17Les moyens du pathétique sont ceux que préconise Aristote : Antoine modifie les dispositions des auditeurs, ici en réveillant des passions passées (refricabam, renouabam, reuocabam). Une différence semble apparaître quand Antoine en vient à l’« éthique16 » (êthikon), qu’il a évoqué précédemment (182-184), mais dont, comme toujours, le caractère est plus clair si on part des exemples : « Alors je commençai à tempérer le ton véhément et inflexible (generi orationis uehementi atque atroci) de mon discours et j’usai de cette autre manière, toute de douceur et d’aménité (dulcedinis et mansuetudinis), dont je parlais tout à l’heure » (200). Une opposition entre pathétique et « éthique » se manifeste, qui semble être celle de la violence et de la douceur17. Si on s’en tient là, on ne voit plus la filiation avec Aristote et on perd de vue le sens d’êthos – alors que Cicéron a soin d’employer l’équivalent latin mores chaque fois qu’il est question de conciliare18. Il s’agit moins, chez lui, de « l’état habituel » d’un groupe que des sentiments naturels considérés comme universels dans le genre humain. On le voit bien dans la démarche spécieuse, mais efficace, d’Antoine, dans ce qui était clairement sa péroraison.
18Tout semblait contre lui, dit-il, dans le procès, les faits eux-mêmes et l’opinion des honnêtes gens. Pour défendre un individu indéfendable, il n’avait qu’un bien faible motif d’excuse (tenuis quaedam uenia excusationis, 198) : Norbanus avait été son questeur durant son consulat. Voici le parti qu’il en tire :
Je représentai qu’il y allait du sort de mon ancien questeur, que, selon les idées de nos ancêtres, je devais regarder comme un fils ; qu’il y allait presque de tout mon honneur et de ma fortune ; qu’il ne pouvait rien m’arriver de plus honteux, de plus funeste à ma réputation ou de plus cruel à mon cœur, que si, moi qui passais pour avoir sauvé des indifférents, dont le seul titre à mes yeux était d’être des concitoyens, je me montrais incapable de porter secours à un camarade < à qui m’unissaient des liens sacrés (sodali meo)> (200).
19Quel est le sentiment premier et le plus fondamental chez les hommes ? L’amour entre parents et enfants.

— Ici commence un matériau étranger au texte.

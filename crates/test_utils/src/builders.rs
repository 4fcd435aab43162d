//! Test Data Builders
//!
//! Provides builder patterns for constructing test data with sensible defaults.
//! Tests specify only the fields they care about.

use chrono::{DateTime, NaiveDate, Utc};
use rust_decimal::Decimal;
use std::collections::BTreeSet;

use core_kernel::{Money, PolicyId, UserId};
use domain_claims::{Claim, MlAssessment};
use domain_rating::{FuelType, PolicyRequest, VehicleCategory, VehicleProfile};

use crate::fixtures::{TemporalFixtures, VehicleFixtures};

/// Builder for vehicle profiles, starting from the standard hatchback
pub struct VehicleBuilder {
    profile: VehicleProfile,
}

impl Default for VehicleBuilder {
    fn default() -> Self {
        Self::new()
    }
}

impl VehicleBuilder {
    pub fn new() -> Self {
        Self {
            profile: VehicleFixtures::hatchback(),
        }
    }

    pub fn category(mut self, category: VehicleCategory) -> Self {
        self.profile.category = category;
        self
    }

    pub fn engine_cc(mut self, cc: Decimal) -> Self {
        self.profile.engine_capacity_cc = cc;
        self
    }

    pub fn registered(mut self, date: NaiveDate) -> Self {
        self.profile.registration_date = date;
        self
    }

    pub fn price(mut self, price: Money) -> Self {
        self.profile.ex_showroom_price = price;
        self
    }

    pub fn fuel(mut self, fuel: FuelType) -> Self {
        self.profile.fuel_type = fuel;
        self
    }

    pub fn build(self) -> VehicleProfile {
        self.profile
    }

    /// Wraps the vehicle in a request for `policy_type`
    pub fn request(self, policy_type: &str) -> PolicyRequest {
        PolicyRequest::new(policy_type, self.profile)
    }
}

/// Builder for submitted claims
pub struct ClaimBuilder {
    policy_id: PolicyId,
    user_id: UserId,
    description: String,
    submitted_at: DateTime<Utc>,
    severity: Option<u8>,
    confidence: Option<f64>,
    damage_parts: BTreeSet<String>,
    validation_error: Option<String>,
}

impl Default for ClaimBuilder {
    fn default() -> Self {
        Self::new()
    }
}

impl ClaimBuilder {
    /// Creates a builder for an unassessed claim on a fresh policy
    pub fn new() -> Self {
        Self {
            policy_id: PolicyId::new(),
            user_id: UserId::new(),
            description: "Test claim".to_string(),
            submitted_at: TemporalFixtures::now(),
            severity: None,
            confidence: None,
            damage_parts: BTreeSet::new(),
            validation_error: None,
        }
    }

    /// Files the claim against `policy_id` on behalf of `user_id`
    pub fn on_policy(mut self, policy_id: PolicyId, user_id: UserId) -> Self {
        self.policy_id = policy_id;
        self.user_id = user_id;
        self
    }

    pub fn description(mut self, description: impl Into<String>) -> Self {
        self.description = description.into();
        self
    }

    pub fn submitted_at(mut self, at: DateTime<Utc>) -> Self {
        self.submitted_at = at;
        self
    }

    pub fn severity(mut self, severity: u8) -> Self {
        self.severity = Some(severity);
        self
    }

    pub fn confidence(mut self, confidence: f64) -> Self {
        self.confidence = Some(confidence);
        self
    }

    pub fn damaged(mut self, part: impl Into<String>) -> Self {
        self.damage_parts.insert(part.into());
        self
    }

    pub fn validation_error(mut self, error: impl Into<String>) -> Self {
        self.validation_error = Some(error.into());
        self
    }

    /// Builds the claim; out-of-range values are kept as given
    pub fn build(self) -> Claim {
        let assessment = MlAssessment {
            severity: self.severity,
            confidence: self.confidence,
            damage_parts: self.damage_parts,
            validation_error: self.validation_error,
        };
        Claim::submit(self.policy_id, self.user_id, self.description, self.submitted_at)
            .with_assessment(assessment)
    }
}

Voici donc le questeur promu au rang de fils du consul19. Les juges risquent-ils de n’en être pas convaincus ? les maiores, ancêtres communs du peuple romain, apportent, par la bouche de l’orateur, un témoignage que nul n’oserait récuser. La religion de la cité n’est pas absente : sodalis, dont il a fallu donner une traduction glosée, désigne les membres d’une même confrérie religieuse. Au sein de cette grande famille qu’est la cité, sous la protection de ses dieux tutélaires et de leurs desservants, on contemple la douleur d’un père auquel on veut arracher son enfant20. Il ne s’agit plus de diviser, mais de réunir, de faire communier l’auditoire, au-delà des intérêts des différents groupes ou factions, dans les valeurs communes de l’humanitas. Effets « éthiques » pour Cicéron, mais qui relèveraient clairement pour nous du pathétique.

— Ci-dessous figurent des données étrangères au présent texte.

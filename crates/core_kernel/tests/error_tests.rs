//! Tests for core_kernel error types

use core_kernel::error::CoreError;

#[test]
fn test_core_error_validation() {
    let error = CoreError::validation("min_confidence must be within 0..=1");

    match error {
        CoreError::Validation(msg) => assert!(msg.contains("min_confidence")),
        _ => panic!("Expected Validation error"),
    }
}

#[test]
fn test_core_error_configuration_display() {
    let error = CoreError::configuration("CLAIM_AUTOMATION_ENABLED is not a bool");
    let display = error.to_string();

    assert!(display.starts_with("Configuration error"));
    assert!(display.contains("CLAIM_AUTOMATION_ENABLED"));
}

#[test]
fn test_core_error_validation_display() {
    let error = CoreError::validation("history_window_months must be at least 1");

    assert_eq!(error.to_string(), "Validation error: history_window_months must be at least 1");
}
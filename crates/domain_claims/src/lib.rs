//! Claims Disposition Domain
//!
//! This crate decides motor claims from the output of an external damage
//! assessment, prices the payout of approved claims and records manual
//! reviews.
//!
//! # Claim Lifecycle
//!
//! ```text
//! Submitted -> Approved | Rejected          (rule chain or reviewer)
//! Submitted -> In Review -> Approved | Rejected   (reviewer only)
//! ```
//!
//! The rule chain runs once per claim; a claim that has left `Submitted` is
//! never decided automatically again.

pub mod claim;
pub mod config;
pub mod disposition;
pub mod engine;
pub mod error;
pub mod payout;
pub mod ports;
pub mod review;
pub mod rules;
pub mod service;

pub use claim::{AutomationRecord, Claim, ClaimDecision, ClaimStatus, DecisionSource, MlAssessment, ReviewRecord};
pub use config::AutomationConfig;
pub use disposition::{DecisionResult, Disposition, Outcome};
pub use engine::DispositionEngine;
pub use error::ClaimError;
pub use payout::{compute_payout, payout_multiplier, Payout, PayoutBand, PayoutStatus, PAYOUT_BANDS};
pub use ports::ClaimsPort;
pub use review::{ReviewDecision, ReviewOutcome};
pub use rules::{evaluate_chain, DecisionContext, DispositionRule, DISPOSITION_CHAIN};
pub use service::{AutomationOutcome, ClaimAutomationService, SkipReason};

#[cfg(any(test, feature = "mock"))]
pub use ports::mock::MockClaimsPort;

20C’est en exaltant ces moyens relevant de l’affectivité, négligés par les manuels depuis Aristote, qu’Antoine conclut l’évocation de son succès :
Ainsi, dans toute ma défense, je ne fis qu’effleurer et toucher en passant ce qui paraissait relever proprement de la technique rhétorique21, comme la question de la loi Apuleia, la définition du crime de lèse-majesté. Mais je m’attachai à ces deux parties de l’éloquence, dont l’une vise à susciter la sympathie, l’autre à entraîner les âmes, et sur lesquelles les traités des rhéteurs ne donnent pas de préceptes précis […] Et voilà comment, après avoir remué le cœur des juges bien plutôt qu’éclairé leurs esprits, je triomphai (201).
21Les réserves d’Aristote à l’égard de l’usage des passions sont, on le voit, complètement mises de côté : l’éthique même se trouve comme « pathétisé ». N’existe-t-il aucune limite ? Plus de dix ans plus tard, dans son dernier ouvrage, le traité Des devoirs, Cicéron s’interroge sur ce qu’on peut appeler la déontologie de l’orateur. Une seule réserve importante : « Il faut s’en tenir avec soin à cette règle d’action, de ne pas poursuivre un innocent devant les tribunaux quand il y va de sa tête. » D’autre part, « et bien que ce soit à éviter », on peut, aux dépens de la vérité et « pourvu que ce ne soit pas un abominable scélérat » défendre un coupable : « la foule l’exige, la coutume le permet, l’humanité même le demande »22. De fait, pour lui, l’essentiel n’est pas là. S’il admet maints écarts par rapport à la stricte justice dans les procès privés, c’est que, célébrant la toutepuissance de la parole, il l’oppose à la violence des armes, comme garantie de l’état de droit : cedant arma togae. L’image de Démosthène en face de Philippe lui sert de modèle et il ne l’oublie jamais quand il s’agit du haut intérêt de la république. S’il finit par mourir en martyr de la liberté, c’est pour avoir prononcé, lui aussi, ses Philippiques.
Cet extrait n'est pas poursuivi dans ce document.